Tale comportamento fu teorizzato nel 1985 dal medico statunitense Gardner che cercò di fornire una prima descrizione del disturbo, classificato come ‘sindrome da alienazione genitoriale’o PAS dall’inglese “parental alienation syndrome”
Per diagnosticare clinicamente tale situazione si ritengono necessari otto elementi, tutti caratterizzati dall’alleanza acritica con un genitore, alleanza di comportamento, di pensiero, di schieramento…
Non interessa tuttavia affermare l’esistenza di una sindrome che sia o no scientificamente riconosciuta, ma è incontestabile la sottile, perversa strategia che un genitore, giorno dopo giorno, parola dopo parola mette in atto per creare un vuoto tra il proprio figlio e l’altro genitore, fino a trasformarlo in un fossato senza ritorno.

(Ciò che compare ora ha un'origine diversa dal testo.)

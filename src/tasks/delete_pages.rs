use crate::context::TaskContext;
use crate::error::{Result, TaskError};
use crate::pdf::PdfDocument;
use rmcp::schemars;
use serde::{Deserialize, Serialize};
use std::path::PathBuf;
use tracing::{info, instrument};

#[derive(Debug, Clone, Deserialize, clap::Args, schemars::JsonSchema)]
pub struct Params {
    #[arg(long)]
    pub pdf_path: PathBuf,
    #[arg(long)]
    pub output_path: PathBuf,
    /// Pages to remove, e.g. "2,4-6"
    #[arg(long)]
    pub pages_to_delete: String,
}

#[derive(Debug, Clone, Serialize)]
pub struct Output {
    pub output_path: PathBuf,
    pub pages_deleted: usize,
    pub remaining_pages: u32,
}

#[instrument(skip_all, fields(pdf = %params.pdf_path.display(), pages = %params.pages_to_delete))]
pub fn run(params: Params, ctx: &TaskContext) -> Result<Output> {
    let mut pdf = PdfDocument::open(&params.pdf_path)?;
    let total = pdf.page_count();
    let selected = ctx.selector().parse_as_set(&params.pages_to_delete, total)?;

    if selected.len() as u32 == total {
        return Err(TaskError::invalid_parameter(
            "Cannot delete every page; the result would be an empty PDF",
        ));
    }

    let mut progress = ctx.progress(1).with_ceiling(90.0);
    progress.checkpoint()?;
    pdf.delete_pages(&selected.page_numbers());
    progress.advance();

    PdfDocument::save(&mut pdf.doc, &params.output_path)?;
    progress.finish();

    let remaining_pages = pdf.page_count();
    info!(deleted = selected.len(), remaining_pages, "Pages deleted");
    Ok(Output {
        output_path: params.output_path,
        pages_deleted: selected.len(),
        remaining_pages,
    })
}
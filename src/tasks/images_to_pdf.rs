use crate::batch::{BestEffort, Skipped};
use crate::context::TaskContext;
use crate::error::{Result, TaskError};
use crate::pdf::builder::{set_info, PdfBuilder};
use crate::pdf::images::{embed_image, open_image};
use crate::pdf::overlay::Overlay;
use crate::pdf::PdfDocument;
use image::{DynamicImage, GenericImageView};
use rmcp::schemars;
use serde::{Deserialize, Serialize};
use std::path::{Path, PathBuf};
use tracing::{debug, info, instrument};
use walkdir::WalkDir;

#[derive(Debug, Clone, Deserialize, clap::Args, schemars::JsonSchema)]
pub struct Params {
    /// Image files, or directories whose images are taken in name order
    #[arg(long, num_args = 1.., required = true)]
    pub image_paths: Vec<PathBuf>,
    /// Output file; a path not ending in .pdf is treated as a directory
    #[arg(long)]
    pub pdf_file_path: Option<PathBuf>,
    #[arg(long)]
    pub title: Option<String>,
    #[arg(long)]
    pub author: Option<String>,
}

#[derive(Debug, Clone, Serialize)]
pub struct Output {
    pub pdf_file_path: PathBuf,
    pub page_count: usize,
    pub skipped: Vec<Skipped>,
}

#[instrument(skip_all, fields(inputs = params.image_paths.len()))]
pub fn run(params: Params, ctx: &TaskContext) -> Result<Output> {
    let pdf_file_path = output_path(params.pdf_file_path.as_deref(), ctx)?;

    // Every input is fully decoded here; anything that fails is skipped.
    let mut batch: BestEffort<(PathBuf, DynamicImage)> = BestEffort::new();
    for path in expand_inputs(&params.image_paths) {
        ctx.check_cancelled()?;
        match open_image(&path) {
            Ok(img) => batch.accept((path, img)),
            Err(err) => batch.skip(&path, err),
        }
    }
    if batch.is_empty() {
        return Err(TaskError::invalid_parameter("No valid images found in the input list"));
    }

    let resolution = ctx.defaults().image_resolution;
    let mut builder = PdfBuilder::new();
    let mut progress = ctx.progress(batch.accepted.len()).with_ceiling(90.0);
    for (path, img) in &batch.accepted {
        progress.checkpoint()?;
        let (width, height) = img.dimensions();
        let page_width = width as f32 * 72.0 / resolution;
        let page_height = height as f32 * 72.0 / resolution;

        let image_id = embed_image(builder.document_mut(), img, 1.0)?;
        let mut overlay = Overlay::new();
        overlay.image(image_id, 0.0, 0.0, page_width, page_height);
        overlay.into_page(&mut builder, page_width, page_height)?;
        debug!(image = %path.display(), page_width, page_height, "Image page added");
        progress.advance();
    }

    let page_count = builder.page_count();
    let mut doc = builder.finish();
    let mut info_entries = Vec::new();
    if let Some(title) = &params.title {
        info_entries.push(("Title", title.as_str()));
    }
    if let Some(author) = &params.author {
        info_entries.push(("Author", author.as_str()));
    }
    set_info(&mut doc, &info_entries)?;

    PdfDocument::save(&mut doc, &pdf_file_path)?;
    progress.finish();

    info!(
        page_count,
        skipped = batch.skipped.len(),
        output = %pdf_file_path.display(),
        "Images converted"
    );
    Ok(Output {
        pdf_file_path,
        page_count,
        skipped: batch.skipped,
    })
}

/// Where the PDF goes. Anything not named `*.pdf` is a directory that gets
/// `<job_id>.pdf`; no path at all means the session directory.
fn output_path(requested: Option<&Path>, ctx: &TaskContext) -> Result<PathBuf> {
    let file_name = format!("{}.pdf", ctx.job_id);
    match requested {
        Some(path) if has_pdf_extension(path) => Ok(path.to_path_buf()),
        Some(dir) => Ok(dir.join(file_name)),
        None => super::session_output(ctx, &file_name),
    }
}

fn has_pdf_extension(path: &Path) -> bool {
    path.extension()
        .is_some_and(|ext| ext.eq_ignore_ascii_case("pdf"))
}

/// Files stay as given; directories contribute their files sorted by name.
fn expand_inputs(inputs: &[PathBuf]) -> Vec<PathBuf> {
    let mut files = Vec::new();
    for input in inputs {
        if input.is_dir() {
            files.extend(
                WalkDir::new(input)
                    .min_depth(1)
                    .sort_by_file_name()
                    .into_iter()
                    .filter_map(|entry| entry.ok())
                    .filter(|entry| entry.file_type().is_file())
                    .map(|entry| entry.into_path()),
            );
        } else {
            files.push(input.clone());
        }
    }
    files
}

#[cfg(test)]
mod tests {
    use super::*;
    use crate::context::tests::recording_context;
    use crate::pdf::fixtures;

    #[test]
    fn test_images_become_pages() {
        let dir = tempfile::tempdir().unwrap();
        let a = fixtures::write_png(dir.path(), "a.png", 200, 100);
        let b = fixtures::write_png(dir.path(), "b.png", 50, 50);
        let notes = dir.path().join("notes.txt");
        std::fs::write(&notes, "not an image").unwrap();
        let out = dir.path().join("album.pdf");
        let (ctx, seen) = recording_context();

        let result = run(
            Params {
                image_paths: vec![a, notes.clone(), b],
                pdf_file_path: Some(out.clone()),
                title: Some("Album".into()),
                author: Some("Me".into()),
            },
            &ctx,
        )
        .unwrap();

        assert_eq!(result.page_count, 2);
        assert_eq!(result.skipped.len(), 1);
        assert_eq!(result.skipped[0].path, notes);
        assert_eq!(*seen.lock().unwrap(), vec![45.0, 90.0, 100.0]);

        let saved = PdfDocument::open(&out).unwrap();
        assert_eq!(saved.page_count(), 2);
        // 200 px at 100 ppi is 144 pt
        assert_eq!(saved.page_size(saved.page_id(1).unwrap()), (144.0, 72.0));
        assert_eq!(saved.info().get("Title").map(String::as_str), Some("Album"));
        assert_eq!(saved.info().get("Author").map(String::as_str), Some("Me"));
    }

    #[test]
    fn test_directory_input_sorted_by_name() {
        let dir = tempfile::tempdir().unwrap();
        let images = dir.path().join("scans");
        std::fs::create_dir(&images).unwrap();
        fixtures::write_png(&images, "2.png", 10, 20);
        fixtures::write_png(&images, "1.png", 20, 10);

        let files = expand_inputs(&[images.clone()]);
        assert_eq!(files, vec![images.join("1.png"), images.join("2.png")]);
    }

    #[test]
    fn test_output_path_rules() {
        let (ctx, _) = recording_context();
        let ctx = ctx
            .with_job_id("job7")
            .with_session_dir(std::env::temp_dir().join("pdftask-out"));

        assert_eq!(
            output_path(Some(Path::new("/x/book.PDF")), &ctx).unwrap(),
            PathBuf::from("/x/book.PDF")
        );
        assert_eq!(
            output_path(Some(Path::new("/x/exports")), &ctx).unwrap(),
            PathBuf::from("/x/exports/job7.pdf")
        );
        assert_eq!(
            output_path(None, &ctx).unwrap(),
            std::env::temp_dir().join("pdftask-out").join("job7.pdf")
        );
    }

    #[test]
    fn test_truncated_image_is_skipped() {
        let dir = tempfile::tempdir().unwrap();
        let good = fixtures::write_png(dir.path(), "good.png", 40, 40);
        let whole = fixtures::write_png(dir.path(), "whole.png", 64, 64);
        let bytes = std::fs::read(&whole).unwrap();
        let bad = dir.path().join("bad.png");
        std::fs::write(&bad, &bytes[..bytes.len() / 2]).unwrap();
        let (ctx, _) = recording_context();

        let result = run(
            Params {
                image_paths: vec![good, bad.clone()],
                pdf_file_path: Some(dir.path().join("out.pdf")),
                title: None,
                author: None,
            },
            &ctx,
        )
        .unwrap();

        assert_eq!(result.page_count, 1);
        assert_eq!(result.skipped.len(), 1);
        assert_eq!(result.skipped[0].path, bad);
    }

    #[test]
    fn test_no_valid_images() {
        let dir = tempfile::tempdir().unwrap();
        let (ctx, _) = recording_context();
        let err = run(
            Params {
                image_paths: vec![dir.path().join("missing.png")],
                pdf_file_path: Some(dir.path().join("out.pdf")),
                title: None,
                author: None,
            },
            &ctx,
        )
        .unwrap_err();
        assert!(err.to_string().contains("No valid images found in the input list"));
    }
}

La giurisprudenza anche della Cassazione e della CEDU non ha ancora assunto una posizione uniforme, ma, al di là del nome e delle sigle, appare importante affrontare il cuore del problema e intervenire con competenza e sensibilità.
Il tema vede oggi schierati fronti opposti, tra chi ne contesta l’esistenza , chi lo definisce strumentale ai padri separati,chi ritiene che metta a rischio la tutela dei figli contro la violenza di un genitore( in genere il padre)
Nel superiore interesse del minore, bussola di ogni decisione che riguarda l’ambito familiare, occorre invece sapere e potere individuare sul nascere i segnali anche deboli che possono portare al rifiuto talora irreversibile.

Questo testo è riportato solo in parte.